JGME editors expect that discussions of the validity of your assessment tools will be explicitly mentioned in your manuscript, in the methods section. If you are using a previously studied tool in the same setting, with the same subjects, and for the same purpose, citing the reference(s) is sufficient. Additional discussion about your adaptation is needed if you (1) have modified previously studied instruments; (2) are using the instrument for different settings, subjects, or purposes; or (3) are using different interpretation or cut-off points. Discuss whether the changes are likely to affect the reliability or validity of the instrument.

Researchers who create novel assessment instruments need to state the development process, reliability measures, pilot results, and any other information that may lend credibility to the use of homegrown instruments. Transparency enhances credibility.

In general, little information can be gleaned from single-site studies using untested assessment instruments; these studies are unlikely to be accepted for publication.

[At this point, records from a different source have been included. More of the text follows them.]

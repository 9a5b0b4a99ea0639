// redis 키타입 정의

//access_token => auth:access_token:{user_id}
//refresh_token => auth:refresh_token:{user_id}

#[derive(Debug, Clone, Copy, PartialEq, Eq)]
pub enum KeyType {
    AccessToken,
    RefreshToken,
}

impl KeyType {
    pub fn get_key(&self, id: i64) -> String {
        match self {
            KeyType::AccessToken => format!("auth:access_token:{}", id),
            KeyType::RefreshToken => format!("auth:refresh_token:{}", id),
        }
    }
}
use crate::config::app_config::RedisSettings;
use redis::{aio::ConnectionManager, Client, RedisError};
use tracing::info;

pub type RedisConnection = ConnectionManager;

#[derive(Clone)]
pub struct RedisConfig {
    pub conn: RedisConnection,
    pub host: String,
    pub port: u16,
}

impl RedisConfig {
    pub async fn connect(settings: &RedisSettings) -> Result<Self, RedisError> {
        let client = Client::open(settings.url())?;
        let manager = ConnectionManager::new(client).await?;
        info!("Redis 연결 완료: {}:{}", settings.host, settings.port);
        Ok(Self {
            conn: manager,
            host: settings.host.clone(),
            port: settings.port,
        })
    }

    pub fn get_connection(&self) -> RedisConnection {
        self.conn.clone()
    }
}
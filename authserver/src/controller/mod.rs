pub mod auth_controller;

pub use auth_controller::AuthController;
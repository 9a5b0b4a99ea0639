//! 데이터베이스 서비스 모듈
//!
//! PostgreSQL 위에서 저장소 trait들을 구현합니다.

pub mod photo_db_service;
pub mod user_db_service;

pub use photo_db_service::PhotoDbService;
pub use user_db_service::UserDbService;
//! Auth Service gRPC Controller
//!
//! 요청 형식을 검증하고 요청 카운터를 올린 뒤 세션 서비스에 위임합니다.
//! 서비스 에러는 `AppError::to_status`로 변환됩니다.

use crate::auth::{
    auth_service_server::AuthService, IsAdminRequest, IsAdminResponse, LoginRequest,
    LoginResponse, RefreshRequest, RefreshResponse, RegisterRequest, RegisterResponse,
};
use crate::service::SessionService;
use shared::monitoring::record_request;
use shared::tool::error::{helpers, AppError};
use std::sync::Arc;
use tonic::metadata::{Ascii, MetadataValue};
use tonic::{Request, Response, Status};
use tracing::info;

// bcrypt는 72바이트 이후를 무시합니다.
const MAX_PASSWORD_BYTES: usize = 72;
const MAX_EMAIL_LEN: usize = 254;
const MAX_USERNAME_LEN: usize = 64;
const MAX_TOKEN_LEN: usize = 4096;

pub struct AuthController {
    svc: Arc<SessionService>,
}

impl AuthController {
    pub fn new(svc: Arc<SessionService>) -> Self {
        Self { svc }
    }

    fn validate_register_request(req: &RegisterRequest) -> Result<(), AppError> {
        helpers::validate_string(&req.email, "email", MAX_EMAIL_LEN)?;
        helpers::validate_string(&req.password, "password", MAX_PASSWORD_BYTES)?;
        if req.username.len() > MAX_USERNAME_LEN {
            return Err(AppError::InvalidInput(format!(
                "username too long (max: {MAX_USERNAME_LEN})"
            )));
        }
        Ok(())
    }

    fn validate_login_request(req: &LoginRequest) -> Result<(), AppError> {
        helpers::validate_string(&req.email, "email", MAX_EMAIL_LEN)?;
        helpers::validate_string(&req.password, "password", MAX_PASSWORD_BYTES)?;
        Ok(())
    }
}

#[tonic::async_trait]
impl AuthService for AuthController {
    async fn register(
        &self,
        req: Request<RegisterRequest>,
    ) -> Result<Response<RegisterResponse>, Status> {
        record_request("Register");
        let r = req.into_inner();
        Self::validate_register_request(&r).map_err(|e| e.to_status())?;

        let pair = self
            .svc
            .register(r.username, r.email, r.password)
            .await
            .map_err(|e| e.to_status())?;

        let bearer: MetadataValue<Ascii> = format!("Bearer {}", pair.access_token)
            .parse()
            .map_err(|_| {
                AppError::InternalError("access token is not valid metadata".into()).to_status()
            })?;

        let mut response = Response::new(RegisterResponse {
            access_token: pair.access_token,
            refresh_token: pair.refresh_token,
        });
        response.metadata_mut().insert("authorization", bearer);

        info!(user_id = pair.subject, "Register 응답");
        Ok(response)
    }

    async fn login(&self, req: Request<LoginRequest>) -> Result<Response<LoginResponse>, Status> {
        record_request("Login");
        let r = req.into_inner();
        Self::validate_login_request(&r).map_err(|e| e.to_status())?;

        let pair = self
            .svc
            .login(r.email, r.password)
            .await
            .map_err(|e| e.to_status())?;

        Ok(Response::new(LoginResponse {
            access_token: pair.access_token,
            refresh_token: pair.refresh_token,
        }))
    }

    async fn is_admin(
        &self,
        req: Request<IsAdminRequest>,
    ) -> Result<Response<IsAdminResponse>, Status> {
        record_request("IsAdmin");
        let r = req.into_inner();
        if r.user_id == 0 {
            return Err(AppError::MissingField("user_id".to_string()).to_status());
        }

        let is_admin = self.svc.is_admin(r.user_id).await.map_err(|e| e.to_status())?;

        Ok(Response::new(IsAdminResponse { is_admin }))
    }

    async fn refresh(
        &self,
        req: Request<RefreshRequest>,
    ) -> Result<Response<RefreshResponse>, Status> {
        record_request("Refresh");
        let r = req.into_inner();
        helpers::validate_string(&r.refresh_token, "refresh_token", MAX_TOKEN_LEN)
            .map_err(|e| e.to_status())?;

        let pair = self
            .svc
            .refresh(r.refresh_token)
            .await
            .map_err(|e| e.to_status())?;

        Ok(Response::new(RefreshResponse {
            access_token: pair.access_token,
            refresh_token: pair.refresh_token,
        }))
    }
}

Why reliability and validity are important to learning assessment?

Validity will tell you how good a test is for a particular situation; reliability will tell you how trustworthy a score on that test will be. You cannot draw valid conclusions from a test score unless you are sure that the test is reliable. Even when a test is reliable, it may not be valid.

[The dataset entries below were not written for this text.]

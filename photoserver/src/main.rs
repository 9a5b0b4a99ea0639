use anyhow::Result;
use photoserver::config::PhotoConfig;
use photoserver::server::start_server;
use shared::config::AppConfig;
use tracing::info;

#[tokio::main]
async fn main() -> Result<()> {
    let config = AppConfig::bootstrap()?;
    let photo = PhotoConfig::from_env()?;

    info!(env = ?config.env, "🚀 Photo 서버 시작");
    info!("📋 사진 설정: {:?}", photo);

    start_server(config, photo).await
}
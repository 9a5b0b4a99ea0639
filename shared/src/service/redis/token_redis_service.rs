use crate::config::redis_config::RedisConfig;
use crate::security::TokenPair;
use crate::service::redis::core::redis_get_key::KeyType;
use crate::tool::error::AppError;
use crate::traits::TokenSaver;
use async_trait::async_trait;
use redis::Value;
use std::time::Duration;
use tracing::debug;

/// Redis mirror of the latest token pair per user. Each key expires with its token.
#[derive(Clone)]
pub struct TokenRedisService {
    redis_config: RedisConfig,
}

impl TokenRedisService {
    pub fn new(redis_config: RedisConfig) -> Self {
        Self { redis_config }
    }
}

/// Builds the `SET key value EX ttl` pipeline for one pair, both writes applied atomically.
pub(crate) fn token_pair_pipeline(
    user_id: i64,
    pair: &TokenPair,
    access_ttl: Duration,
    refresh_ttl: Duration,
) -> redis::Pipeline {
    let mut p = redis::pipe();
    p.atomic();
    p.cmd("SET")
        .arg(KeyType::AccessToken.get_key(user_id))
        .arg(&pair.access_token)
        .arg("EX")
        .arg(access_ttl.as_secs().max(1));
    p.cmd("SET")
        .arg(KeyType::RefreshToken.get_key(user_id))
        .arg(&pair.refresh_token)
        .arg("EX")
        .arg(refresh_ttl.as_secs().max(1));
    p
}

#[async_trait]
impl TokenSaver for TokenRedisService {
    async fn save_token_pair(
        &self,
        user_id: i64,
        pair: &TokenPair,
        access_ttl: Duration,
        refresh_ttl: Duration,
    ) -> Result<(), AppError> {
        let mut conn = self.redis_config.get_connection();
        let p = token_pair_pipeline(user_id, pair, access_ttl, refresh_ttl);

        let _resp: Vec<Value> = p.query_async(&mut conn).await?;
        debug!(user_id, "token pair cached");
        Ok(())
    }
}

#[cfg(test)]
mod tests {
    use super::*;

    #[test]
    fn test_pipeline_writes_both_tokens_with_ttl() {
        let pair = TokenPair {
            subject: 12,
            access_token: "acc".to_string(),
            refresh_token: "ref".to_string(),
        };
        let p = token_pair_pipeline(12, &pair, Duration::from_secs(900), Duration::from_secs(604_800));
        let packed = String::from_utf8_lossy(&p.get_packed_pipeline()).to_string();

        assert!(packed.contains("MULTI"));
        assert!(packed.contains("auth:access_token:12"));
        assert!(packed.contains("auth:refresh_token:12"));
        assert!(packed.contains("900"));
        assert!(packed.contains("604800"));
        assert!(packed.contains("EXEC"));
    }
}
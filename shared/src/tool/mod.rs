pub mod error;
pub mod shutdown;

pub use error::*;
pub use shutdown::shutdown_signal;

What is reliability in assessment of learning?

Reliability refers to whether an assessment instrument gives the same results each time it is used in the same setting with the same type of subjects. Reliability essentially means consistent or dependable results. Reliability is a part of the assessment of validity.

What is validity in assessment?

Assessment validity refers to the extent that a test measures what it is supposed to measure. The Standards for Educational and Psychological Testing (2014) defines validity as the “degree to which evidence and theory support the interpretations of test scores for proposed uses of tests” (p. 11).

What are the advantages of validity and reliability in teaching and learning?

An understanding of validity and reliability allows educators to make decisions that improve the lives of their students both academically and socially, as these concepts teach educators how to quantify the abstract goals their school or district has set.